BEGIN Data excerpts
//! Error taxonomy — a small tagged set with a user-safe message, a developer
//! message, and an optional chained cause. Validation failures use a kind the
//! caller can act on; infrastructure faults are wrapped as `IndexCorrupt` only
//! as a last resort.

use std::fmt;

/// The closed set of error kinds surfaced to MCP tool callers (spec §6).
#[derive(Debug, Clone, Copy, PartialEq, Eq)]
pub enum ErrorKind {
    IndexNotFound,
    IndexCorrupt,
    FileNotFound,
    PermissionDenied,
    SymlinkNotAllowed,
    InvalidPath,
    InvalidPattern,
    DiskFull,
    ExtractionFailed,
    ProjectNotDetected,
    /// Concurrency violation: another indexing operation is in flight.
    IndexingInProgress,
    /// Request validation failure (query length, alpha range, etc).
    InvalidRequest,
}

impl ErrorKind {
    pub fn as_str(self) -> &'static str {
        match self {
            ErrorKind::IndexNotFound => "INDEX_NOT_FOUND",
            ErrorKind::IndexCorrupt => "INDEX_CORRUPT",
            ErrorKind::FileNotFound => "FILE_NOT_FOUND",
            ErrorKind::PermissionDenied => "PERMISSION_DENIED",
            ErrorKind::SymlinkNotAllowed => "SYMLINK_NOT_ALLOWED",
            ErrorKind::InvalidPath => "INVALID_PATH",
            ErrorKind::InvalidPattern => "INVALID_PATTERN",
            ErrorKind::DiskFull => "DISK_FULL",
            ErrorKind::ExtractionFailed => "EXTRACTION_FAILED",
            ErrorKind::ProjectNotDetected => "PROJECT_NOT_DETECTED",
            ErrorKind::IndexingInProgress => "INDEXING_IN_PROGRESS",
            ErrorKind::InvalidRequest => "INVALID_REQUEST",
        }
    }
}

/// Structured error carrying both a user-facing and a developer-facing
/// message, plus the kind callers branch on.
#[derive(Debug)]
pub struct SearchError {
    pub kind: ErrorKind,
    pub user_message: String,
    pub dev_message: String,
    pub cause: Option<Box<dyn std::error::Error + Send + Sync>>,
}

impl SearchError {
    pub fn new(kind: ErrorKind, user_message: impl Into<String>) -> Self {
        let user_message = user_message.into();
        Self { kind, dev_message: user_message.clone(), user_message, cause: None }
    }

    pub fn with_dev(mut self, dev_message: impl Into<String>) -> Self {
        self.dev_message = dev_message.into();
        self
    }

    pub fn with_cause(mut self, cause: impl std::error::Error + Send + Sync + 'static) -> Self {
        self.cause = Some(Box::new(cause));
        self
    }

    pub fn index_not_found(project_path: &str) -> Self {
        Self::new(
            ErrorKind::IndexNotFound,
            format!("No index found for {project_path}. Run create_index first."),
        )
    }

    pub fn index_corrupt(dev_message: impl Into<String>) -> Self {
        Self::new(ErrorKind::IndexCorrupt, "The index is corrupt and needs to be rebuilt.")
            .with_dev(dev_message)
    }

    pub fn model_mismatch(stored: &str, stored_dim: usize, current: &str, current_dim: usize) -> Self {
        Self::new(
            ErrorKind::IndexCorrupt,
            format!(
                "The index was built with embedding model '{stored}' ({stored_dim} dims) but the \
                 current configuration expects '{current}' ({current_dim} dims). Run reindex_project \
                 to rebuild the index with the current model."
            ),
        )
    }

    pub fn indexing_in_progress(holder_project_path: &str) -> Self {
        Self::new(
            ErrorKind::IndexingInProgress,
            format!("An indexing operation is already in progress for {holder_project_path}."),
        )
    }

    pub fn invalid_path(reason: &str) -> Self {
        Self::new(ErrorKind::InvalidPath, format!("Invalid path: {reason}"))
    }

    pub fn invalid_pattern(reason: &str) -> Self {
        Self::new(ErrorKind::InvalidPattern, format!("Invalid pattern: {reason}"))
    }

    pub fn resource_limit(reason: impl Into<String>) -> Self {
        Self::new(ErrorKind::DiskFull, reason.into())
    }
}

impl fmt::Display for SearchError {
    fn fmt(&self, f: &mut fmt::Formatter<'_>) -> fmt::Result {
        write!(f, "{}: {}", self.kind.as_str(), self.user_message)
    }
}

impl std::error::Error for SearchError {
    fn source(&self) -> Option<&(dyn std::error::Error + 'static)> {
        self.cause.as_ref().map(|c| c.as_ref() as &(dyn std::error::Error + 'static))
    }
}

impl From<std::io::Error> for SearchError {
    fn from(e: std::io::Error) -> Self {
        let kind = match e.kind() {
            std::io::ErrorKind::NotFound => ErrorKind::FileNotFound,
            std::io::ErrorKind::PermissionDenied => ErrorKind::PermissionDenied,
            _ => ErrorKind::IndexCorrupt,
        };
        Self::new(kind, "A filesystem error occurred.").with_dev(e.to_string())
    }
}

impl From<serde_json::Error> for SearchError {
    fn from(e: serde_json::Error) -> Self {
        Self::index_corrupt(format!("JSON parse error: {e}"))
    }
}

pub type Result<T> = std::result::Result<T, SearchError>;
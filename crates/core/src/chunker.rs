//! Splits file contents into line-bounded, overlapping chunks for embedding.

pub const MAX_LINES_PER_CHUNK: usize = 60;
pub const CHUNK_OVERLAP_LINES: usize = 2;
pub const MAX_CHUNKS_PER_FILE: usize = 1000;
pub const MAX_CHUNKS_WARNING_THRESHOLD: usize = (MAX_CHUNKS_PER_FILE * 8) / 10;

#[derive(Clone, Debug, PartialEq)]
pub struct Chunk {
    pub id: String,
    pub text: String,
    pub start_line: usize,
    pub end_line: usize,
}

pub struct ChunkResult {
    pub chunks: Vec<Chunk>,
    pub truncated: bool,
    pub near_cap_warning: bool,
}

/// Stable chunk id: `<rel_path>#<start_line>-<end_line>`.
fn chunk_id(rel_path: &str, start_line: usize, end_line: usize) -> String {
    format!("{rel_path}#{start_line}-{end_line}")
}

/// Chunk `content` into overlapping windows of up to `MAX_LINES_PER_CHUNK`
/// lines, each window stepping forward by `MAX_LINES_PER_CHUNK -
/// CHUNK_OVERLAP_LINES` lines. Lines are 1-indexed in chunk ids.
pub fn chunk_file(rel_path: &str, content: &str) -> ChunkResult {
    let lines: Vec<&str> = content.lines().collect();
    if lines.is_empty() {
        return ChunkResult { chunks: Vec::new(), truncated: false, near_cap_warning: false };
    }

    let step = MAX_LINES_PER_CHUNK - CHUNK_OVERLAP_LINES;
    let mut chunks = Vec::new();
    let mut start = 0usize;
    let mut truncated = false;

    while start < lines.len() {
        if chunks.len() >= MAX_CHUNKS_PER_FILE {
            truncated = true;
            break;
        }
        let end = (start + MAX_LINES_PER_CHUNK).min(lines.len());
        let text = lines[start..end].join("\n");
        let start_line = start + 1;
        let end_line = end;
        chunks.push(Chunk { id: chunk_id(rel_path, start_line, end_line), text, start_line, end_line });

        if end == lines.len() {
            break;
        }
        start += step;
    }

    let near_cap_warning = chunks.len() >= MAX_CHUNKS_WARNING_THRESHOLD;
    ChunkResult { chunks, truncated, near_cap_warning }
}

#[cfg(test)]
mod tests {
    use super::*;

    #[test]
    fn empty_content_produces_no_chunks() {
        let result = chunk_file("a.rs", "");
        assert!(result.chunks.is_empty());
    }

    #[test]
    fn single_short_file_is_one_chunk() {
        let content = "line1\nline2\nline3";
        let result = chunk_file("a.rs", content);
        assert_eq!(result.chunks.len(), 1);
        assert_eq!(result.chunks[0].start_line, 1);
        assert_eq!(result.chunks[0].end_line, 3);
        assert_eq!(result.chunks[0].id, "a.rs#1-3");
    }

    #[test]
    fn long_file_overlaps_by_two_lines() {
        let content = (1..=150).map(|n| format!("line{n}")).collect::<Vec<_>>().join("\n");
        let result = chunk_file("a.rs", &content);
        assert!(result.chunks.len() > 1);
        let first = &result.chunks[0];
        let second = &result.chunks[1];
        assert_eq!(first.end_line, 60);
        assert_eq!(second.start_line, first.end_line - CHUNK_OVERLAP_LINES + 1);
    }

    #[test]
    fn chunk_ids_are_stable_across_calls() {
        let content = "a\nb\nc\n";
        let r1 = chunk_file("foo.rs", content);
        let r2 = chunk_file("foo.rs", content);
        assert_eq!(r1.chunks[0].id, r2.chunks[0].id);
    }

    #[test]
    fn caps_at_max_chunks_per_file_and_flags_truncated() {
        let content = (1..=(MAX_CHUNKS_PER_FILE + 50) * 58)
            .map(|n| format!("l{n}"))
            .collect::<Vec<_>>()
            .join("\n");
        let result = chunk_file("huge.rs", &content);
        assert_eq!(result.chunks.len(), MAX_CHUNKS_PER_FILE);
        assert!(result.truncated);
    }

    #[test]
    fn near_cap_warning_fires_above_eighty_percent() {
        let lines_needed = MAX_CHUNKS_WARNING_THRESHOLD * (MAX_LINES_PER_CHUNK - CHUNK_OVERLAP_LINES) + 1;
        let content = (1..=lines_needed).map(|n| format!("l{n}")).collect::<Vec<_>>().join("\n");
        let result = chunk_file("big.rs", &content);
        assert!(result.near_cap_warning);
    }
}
END Data excerpts
BEGIN Data excerpts
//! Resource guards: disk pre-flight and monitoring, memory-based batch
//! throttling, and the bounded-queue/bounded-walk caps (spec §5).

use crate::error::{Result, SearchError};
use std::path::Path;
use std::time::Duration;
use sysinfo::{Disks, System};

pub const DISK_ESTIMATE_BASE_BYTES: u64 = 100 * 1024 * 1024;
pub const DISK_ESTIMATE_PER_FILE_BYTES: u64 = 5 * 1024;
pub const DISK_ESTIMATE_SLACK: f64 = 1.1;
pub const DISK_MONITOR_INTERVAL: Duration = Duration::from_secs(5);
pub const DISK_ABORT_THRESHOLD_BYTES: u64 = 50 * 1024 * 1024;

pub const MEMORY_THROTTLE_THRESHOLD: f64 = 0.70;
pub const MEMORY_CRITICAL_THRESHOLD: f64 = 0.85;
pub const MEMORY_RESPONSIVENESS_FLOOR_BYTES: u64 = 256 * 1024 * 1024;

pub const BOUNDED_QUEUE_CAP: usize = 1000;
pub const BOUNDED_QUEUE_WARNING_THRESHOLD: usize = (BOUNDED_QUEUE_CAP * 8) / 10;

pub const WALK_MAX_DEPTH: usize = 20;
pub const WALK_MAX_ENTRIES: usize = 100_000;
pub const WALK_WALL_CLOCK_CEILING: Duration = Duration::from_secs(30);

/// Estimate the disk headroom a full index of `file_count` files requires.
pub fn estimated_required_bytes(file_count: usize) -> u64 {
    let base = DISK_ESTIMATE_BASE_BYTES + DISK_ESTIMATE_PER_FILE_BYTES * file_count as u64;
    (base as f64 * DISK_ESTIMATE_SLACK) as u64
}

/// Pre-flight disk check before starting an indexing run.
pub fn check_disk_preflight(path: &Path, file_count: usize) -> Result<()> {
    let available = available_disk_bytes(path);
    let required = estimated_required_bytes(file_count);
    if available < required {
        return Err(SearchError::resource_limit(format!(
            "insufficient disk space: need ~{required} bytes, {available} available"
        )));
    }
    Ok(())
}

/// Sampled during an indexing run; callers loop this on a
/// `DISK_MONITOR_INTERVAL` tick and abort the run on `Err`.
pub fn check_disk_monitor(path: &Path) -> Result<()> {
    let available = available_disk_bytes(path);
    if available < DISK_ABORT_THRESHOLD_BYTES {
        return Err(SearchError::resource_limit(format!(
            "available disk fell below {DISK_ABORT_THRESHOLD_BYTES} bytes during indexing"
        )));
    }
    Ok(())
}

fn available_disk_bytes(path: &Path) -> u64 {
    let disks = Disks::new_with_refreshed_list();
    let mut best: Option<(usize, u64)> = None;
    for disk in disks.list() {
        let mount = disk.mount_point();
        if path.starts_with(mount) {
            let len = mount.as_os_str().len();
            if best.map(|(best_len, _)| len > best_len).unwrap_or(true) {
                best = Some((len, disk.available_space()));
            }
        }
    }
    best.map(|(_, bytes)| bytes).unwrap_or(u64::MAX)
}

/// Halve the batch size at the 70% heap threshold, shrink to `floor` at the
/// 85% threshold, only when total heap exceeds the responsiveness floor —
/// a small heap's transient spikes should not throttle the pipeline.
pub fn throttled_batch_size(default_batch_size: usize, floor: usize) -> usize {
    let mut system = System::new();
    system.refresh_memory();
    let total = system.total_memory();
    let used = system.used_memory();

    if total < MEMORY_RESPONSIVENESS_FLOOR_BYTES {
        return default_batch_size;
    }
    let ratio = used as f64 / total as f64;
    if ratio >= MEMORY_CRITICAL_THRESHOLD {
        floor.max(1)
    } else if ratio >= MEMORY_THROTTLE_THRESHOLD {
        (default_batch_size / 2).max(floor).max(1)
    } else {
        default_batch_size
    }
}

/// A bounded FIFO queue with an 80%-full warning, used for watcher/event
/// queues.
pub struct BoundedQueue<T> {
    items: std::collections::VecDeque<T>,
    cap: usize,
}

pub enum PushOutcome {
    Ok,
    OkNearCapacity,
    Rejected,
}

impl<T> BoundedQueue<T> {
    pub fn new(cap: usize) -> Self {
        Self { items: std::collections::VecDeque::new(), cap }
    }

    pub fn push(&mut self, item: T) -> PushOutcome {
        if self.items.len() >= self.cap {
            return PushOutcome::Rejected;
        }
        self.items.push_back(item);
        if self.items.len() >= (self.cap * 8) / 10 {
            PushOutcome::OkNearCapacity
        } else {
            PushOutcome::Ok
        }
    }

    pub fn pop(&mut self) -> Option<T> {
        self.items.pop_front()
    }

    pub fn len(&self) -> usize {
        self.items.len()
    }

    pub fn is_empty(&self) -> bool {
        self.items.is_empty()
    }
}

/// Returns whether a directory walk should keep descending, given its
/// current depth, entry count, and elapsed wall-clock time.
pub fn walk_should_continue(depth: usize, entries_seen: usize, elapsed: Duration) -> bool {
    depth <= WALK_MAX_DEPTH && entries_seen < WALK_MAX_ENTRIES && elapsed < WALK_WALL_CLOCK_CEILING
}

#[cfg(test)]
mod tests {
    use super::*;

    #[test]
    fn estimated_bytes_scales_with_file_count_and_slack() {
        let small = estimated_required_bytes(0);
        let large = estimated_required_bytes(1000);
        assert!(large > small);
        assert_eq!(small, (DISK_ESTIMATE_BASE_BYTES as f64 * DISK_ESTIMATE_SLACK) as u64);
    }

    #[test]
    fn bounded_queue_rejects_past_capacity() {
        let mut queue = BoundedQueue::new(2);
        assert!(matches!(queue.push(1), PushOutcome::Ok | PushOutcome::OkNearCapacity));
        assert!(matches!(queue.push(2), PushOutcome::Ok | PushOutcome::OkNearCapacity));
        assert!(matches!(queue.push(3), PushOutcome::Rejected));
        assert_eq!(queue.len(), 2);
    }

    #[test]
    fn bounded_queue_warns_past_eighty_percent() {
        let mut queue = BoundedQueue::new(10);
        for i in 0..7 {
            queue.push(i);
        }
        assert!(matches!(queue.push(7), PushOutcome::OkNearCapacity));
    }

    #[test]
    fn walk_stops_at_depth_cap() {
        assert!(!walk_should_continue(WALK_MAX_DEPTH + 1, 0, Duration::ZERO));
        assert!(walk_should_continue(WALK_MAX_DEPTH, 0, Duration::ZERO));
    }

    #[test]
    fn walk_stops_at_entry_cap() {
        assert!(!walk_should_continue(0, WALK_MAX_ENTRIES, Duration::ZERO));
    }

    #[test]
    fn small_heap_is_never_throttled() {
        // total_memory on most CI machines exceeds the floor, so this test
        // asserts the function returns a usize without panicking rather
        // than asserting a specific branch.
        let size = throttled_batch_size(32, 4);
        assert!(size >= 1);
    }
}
END Data excerpts
BEGIN Data excerpts
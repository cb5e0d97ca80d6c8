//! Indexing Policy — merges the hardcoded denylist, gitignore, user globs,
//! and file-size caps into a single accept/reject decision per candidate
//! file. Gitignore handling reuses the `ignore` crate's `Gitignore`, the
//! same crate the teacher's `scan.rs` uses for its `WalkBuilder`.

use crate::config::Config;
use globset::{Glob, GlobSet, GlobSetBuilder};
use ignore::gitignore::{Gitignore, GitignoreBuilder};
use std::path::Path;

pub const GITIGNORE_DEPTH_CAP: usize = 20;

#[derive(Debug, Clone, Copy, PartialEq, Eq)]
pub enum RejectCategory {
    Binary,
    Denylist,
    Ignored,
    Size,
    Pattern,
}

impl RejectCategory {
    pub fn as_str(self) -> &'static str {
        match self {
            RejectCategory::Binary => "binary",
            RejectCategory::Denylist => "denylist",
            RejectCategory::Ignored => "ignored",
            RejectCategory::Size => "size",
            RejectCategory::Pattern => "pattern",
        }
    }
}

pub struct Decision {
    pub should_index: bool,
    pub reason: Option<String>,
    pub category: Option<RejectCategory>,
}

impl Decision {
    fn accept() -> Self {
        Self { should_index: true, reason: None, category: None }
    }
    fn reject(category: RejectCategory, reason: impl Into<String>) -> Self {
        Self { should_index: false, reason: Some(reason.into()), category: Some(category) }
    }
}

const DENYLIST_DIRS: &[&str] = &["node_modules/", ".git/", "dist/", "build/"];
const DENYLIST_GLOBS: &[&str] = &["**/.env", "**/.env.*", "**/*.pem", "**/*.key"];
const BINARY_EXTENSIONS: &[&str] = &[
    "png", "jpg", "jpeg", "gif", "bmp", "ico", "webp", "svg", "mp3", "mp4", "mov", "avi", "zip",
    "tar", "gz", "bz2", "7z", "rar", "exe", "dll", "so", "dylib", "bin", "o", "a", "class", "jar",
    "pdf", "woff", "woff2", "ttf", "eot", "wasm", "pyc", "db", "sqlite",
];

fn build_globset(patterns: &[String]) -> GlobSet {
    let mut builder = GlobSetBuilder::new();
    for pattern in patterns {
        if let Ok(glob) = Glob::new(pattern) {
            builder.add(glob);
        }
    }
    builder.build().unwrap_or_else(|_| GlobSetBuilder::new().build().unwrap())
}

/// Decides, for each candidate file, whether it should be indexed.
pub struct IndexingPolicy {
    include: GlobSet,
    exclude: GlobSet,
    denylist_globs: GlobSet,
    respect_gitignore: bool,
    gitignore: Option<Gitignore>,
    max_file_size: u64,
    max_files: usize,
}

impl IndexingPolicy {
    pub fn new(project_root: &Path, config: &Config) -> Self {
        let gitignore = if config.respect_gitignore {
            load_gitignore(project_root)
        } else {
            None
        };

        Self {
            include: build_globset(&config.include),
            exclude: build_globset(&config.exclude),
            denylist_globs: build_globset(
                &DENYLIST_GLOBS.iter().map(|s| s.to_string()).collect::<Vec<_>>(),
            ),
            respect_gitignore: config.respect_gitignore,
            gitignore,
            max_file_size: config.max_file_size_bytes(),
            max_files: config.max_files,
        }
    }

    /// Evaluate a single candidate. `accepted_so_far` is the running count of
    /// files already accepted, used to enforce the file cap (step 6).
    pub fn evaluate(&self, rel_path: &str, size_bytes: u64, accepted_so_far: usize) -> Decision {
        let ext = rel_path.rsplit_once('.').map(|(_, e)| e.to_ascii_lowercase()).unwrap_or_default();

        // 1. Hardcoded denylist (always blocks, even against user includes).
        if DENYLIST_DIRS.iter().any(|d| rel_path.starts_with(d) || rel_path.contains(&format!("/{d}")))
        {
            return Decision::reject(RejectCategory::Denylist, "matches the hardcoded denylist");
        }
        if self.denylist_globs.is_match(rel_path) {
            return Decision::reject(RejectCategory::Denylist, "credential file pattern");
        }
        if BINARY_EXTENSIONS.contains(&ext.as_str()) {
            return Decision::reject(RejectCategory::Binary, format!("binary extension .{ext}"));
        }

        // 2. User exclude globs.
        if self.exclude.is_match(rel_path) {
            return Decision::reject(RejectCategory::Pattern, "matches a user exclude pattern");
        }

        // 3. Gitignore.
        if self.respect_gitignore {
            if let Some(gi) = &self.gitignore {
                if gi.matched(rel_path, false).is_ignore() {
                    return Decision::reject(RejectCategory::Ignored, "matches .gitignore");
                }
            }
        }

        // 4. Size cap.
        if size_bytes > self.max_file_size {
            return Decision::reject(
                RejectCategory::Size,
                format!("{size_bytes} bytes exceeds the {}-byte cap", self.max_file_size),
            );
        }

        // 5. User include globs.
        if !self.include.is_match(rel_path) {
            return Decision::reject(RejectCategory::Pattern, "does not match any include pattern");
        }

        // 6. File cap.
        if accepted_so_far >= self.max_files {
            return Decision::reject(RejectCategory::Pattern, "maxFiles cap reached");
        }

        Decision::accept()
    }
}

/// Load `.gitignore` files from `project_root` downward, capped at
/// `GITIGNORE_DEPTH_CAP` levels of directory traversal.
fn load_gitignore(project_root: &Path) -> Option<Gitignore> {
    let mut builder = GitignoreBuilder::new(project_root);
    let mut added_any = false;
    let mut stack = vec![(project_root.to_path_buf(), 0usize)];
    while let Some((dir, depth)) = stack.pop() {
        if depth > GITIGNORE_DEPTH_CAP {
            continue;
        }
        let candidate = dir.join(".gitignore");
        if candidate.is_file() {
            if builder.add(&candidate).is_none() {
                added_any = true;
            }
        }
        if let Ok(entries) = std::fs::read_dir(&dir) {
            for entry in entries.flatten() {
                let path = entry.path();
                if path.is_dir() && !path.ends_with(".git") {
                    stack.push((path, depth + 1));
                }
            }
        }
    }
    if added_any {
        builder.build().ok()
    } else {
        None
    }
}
END Data excerpts
In the entries above, find the line with "let mount = disk.mount_point();" and the line with "elapsed wall-clock time.", then set down exactly those two and every line between them, nothing else.

        let mount = disk.mount_point();
        if path.starts_with(mount) {
            let len = mount.as_os_str().len();
            if best.map(|(best_len, _)| len > best_len).unwrap_or(true) {
                best = Some((len, disk.available_space()));
            }
        }
    }
    best.map(|(_, bytes)| bytes).unwrap_or(u64::MAX)
}

/// Halve the batch size at the 70% heap threshold, shrink to `floor` at the
/// 85% threshold, only when total heap exceeds the responsiveness floor —
/// a small heap's transient spikes should not throttle the pipeline.
pub fn throttled_batch_size(default_batch_size: usize, floor: usize) -> usize {
    let mut system = System::new();
    system.refresh_memory();
    let total = system.total_memory();
    let used = system.used_memory();

    if total < MEMORY_RESPONSIVENESS_FLOOR_BYTES {
        return default_batch_size;
    }
    let ratio = used as f64 / total as f64;
    if ratio >= MEMORY_CRITICAL_THRESHOLD {
        floor.max(1)
    } else if ratio >= MEMORY_THROTTLE_THRESHOLD {
        (default_batch_size / 2).max(floor).max(1)
    } else {
        default_batch_size
    }
}

/// A bounded FIFO queue with an 80%-full warning, used for watcher/event
/// queues.
pub struct BoundedQueue<T> {
    items: std::collections::VecDeque<T>,
    cap: usize,
}

pub enum PushOutcome {
    Ok,
    OkNearCapacity,
    Rejected,
}

impl<T> BoundedQueue<T> {
    pub fn new(cap: usize) -> Self {
        Self { items: std::collections::VecDeque::new(), cap }
    }

    pub fn push(&mut self, item: T) -> PushOutcome {
        if self.items.len() >= self.cap {
            return PushOutcome::Rejected;
        }
        self.items.push_back(item);
        if self.items.len() >= (self.cap * 8) / 10 {
            PushOutcome::OkNearCapacity
        } else {
            PushOutcome::Ok
        }
    }

    pub fn pop(&mut self) -> Option<T> {
        self.items.pop_front()
    }

    pub fn len(&self) -> usize {
        self.items.len()
    }

    pub fn is_empty(&self) -> bool {
        self.items.is_empty()
    }
}

/// Returns whether a directory walk should keep descending, given its
/// current depth, entry count, and elapsed wall-clock time.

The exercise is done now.